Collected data
= = = =

//! Slug validation and heading anchor generation.

#[cfg(test)]
#[path = "slug_test.rs"]
mod slug_test;

use std::collections::HashMap;

use crate::error::ContentError;

/// Check that `slug` is lowercase kebab-case (`a-z`, `0-9`, single dashes).
///
/// # Errors
///
/// Returns [`ContentError::InvalidSlug`] when the slug is empty, starts or
/// ends with a dash, contains `--`, or has any other character.
pub fn validate(slug: &str) -> Result<(), ContentError> {
    let is_valid = !slug.is_empty()
        && !slug.starts_with('-')
        && !slug.ends_with('-')
        && !slug.contains("--")
        && slug
            .chars()
            .all(|c| c.is_ascii_lowercase() || c.is_ascii_digit() || c == '-');

    if is_valid { Ok(()) } else { Err(ContentError::InvalidSlug(slug.to_owned())) }
}

/// Lowercase `text` and collapse every run of non-alphanumerics into one dash.
#[must_use]
pub fn slugify(text: &str) -> String {
    let mut out = String::with_capacity(text.len());
    let mut pending_dash = false;
    for c in text.chars() {
        if c.is_alphanumeric() {
            if pending_dash && !out.is_empty() {
                out.push('-');
            }
            pending_dash = false;
            out.extend(c.to_lowercase());
        } else {
            pending_dash = true;
        }
    }
    out
}

/// Hands out unique anchor ids for a sequence of headings.
///
/// Repeated heading text gets `-2`, `-3`, ... suffixes so in-page links stay
/// unambiguous. Feed every heading through one instance in document order.
#[derive(Debug, Default)]
pub struct Anchors {
    seen: HashMap<String, usize>,
}

impl Anchors {
    #[must_use]
    pub fn new() -> Self {
        Self::default()
    }

    pub fn next(&mut self, heading: &str) -> String {
        let mut base = slugify(heading);
        if base.is_empty() {
            base.push_str("section");
        }
        let count = self.seen.entry(base.clone()).or_insert(0);
        *count += 1;
        if *count == 1 { base } else { format!("{base}-{count}") }
    }
}
//! Small pill labels for categories, technologies and tags.

use leptos::prelude::*;

#[derive(Clone, Copy, Debug, Default, PartialEq, Eq)]
pub enum TagTone {
    #[default]
    Neutral,
    Accent,
    Outline,
}

impl TagTone {
    #[must_use]
    pub fn class(self) -> &'static str {
        match self {
            Self::Neutral => "tag",
            Self::Accent => "tag tag--accent",
            Self::Outline => "tag tag--outline",
        }
    }
}

#[component]
pub fn Tag(#[prop(optional)] tone: TagTone, children: Children) -> impl IntoView {
    view! { <span class=tone.class()>{children()}</span> }
}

= = = =

- _Exercise instructions_:
Reply with the complete data above, every character as it stands.

- _Response area_:
//! Slug validation and heading anchor generation.

#[cfg(test)]
#[path = "slug_test.rs"]
mod slug_test;

use std::collections::HashMap;

use crate::error::ContentError;

/// Check that `slug` is lowercase kebab-case (`a-z`, `0-9`, single dashes).
///
/// # Errors
///
/// Returns [`ContentError::InvalidSlug`] when the slug is empty, starts or
/// ends with a dash, contains `--`, or has any other character.
pub fn validate(slug: &str) -> Result<(), ContentError> {
    let is_valid = !slug.is_empty()
        && !slug.starts_with('-')
        && !slug.ends_with('-')
        && !slug.contains("--")
        && slug
            .chars()
            .all(|c| c.is_ascii_lowercase() || c.is_ascii_digit() || c == '-');

    if is_valid { Ok(()) } else { Err(ContentError::InvalidSlug(slug.to_owned())) }
}

/// Lowercase `text` and collapse every run of non-alphanumerics into one dash.
#[must_use]
pub fn slugify(text: &str) -> String {
    let mut out = String::with_capacity(text.len());
    let mut pending_dash = false;
    for c in text.chars() {
        if c.is_alphanumeric() {
            if pending_dash && !out.is_empty() {
                out.push('-');
            }
            pending_dash = false;
            out.extend(c.to_lowercase());
        } else {
            pending_dash = true;
        }
    }
    out
}

/// Hands out unique anchor ids for a sequence of headings.
///
/// Repeated heading text gets `-2`, `-3`, ... suffixes so in-page links stay
/// unambiguous. Feed every heading through one instance in document order.
#[derive(Debug, Default)]
pub struct Anchors {
    seen: HashMap<String, usize>,
}

impl Anchors {
    #[must_use]
    pub fn new() -> Self {
        Self::default()
    }

    pub fn next(&mut self, heading: &str) -> String {
        let mut base = slugify(heading);
        if base.is_empty() {
            base.push_str("section");
        }
        let count = self.seen.entry(base.clone()).or_insert(0);
        *count += 1;
        if *count == 1 { base } else { format!("{base}-{count}") }
    }
}
//! Small pill labels for categories, technologies and tags.

use leptos::prelude::*;

#[derive(Clone, Copy, Debug, Default, PartialEq, Eq)]
pub enum TagTone {
    #[default]
    Neutral,
    Accent,
    Outline,
}

impl TagTone {
    #[must_use]
    pub fn class(self) -> &'static str {
        match self {
            Self::Neutral => "tag",
            Self::Accent => "tag tag--accent",
            Self::Outline => "tag tag--outline",
        }
    }
}

#[component]
pub fn Tag(#[prop(optional)] tone: TagTone, children: Children) -> impl IntoView {
    view! { <span class=tone.class()>{children()}</span> }
}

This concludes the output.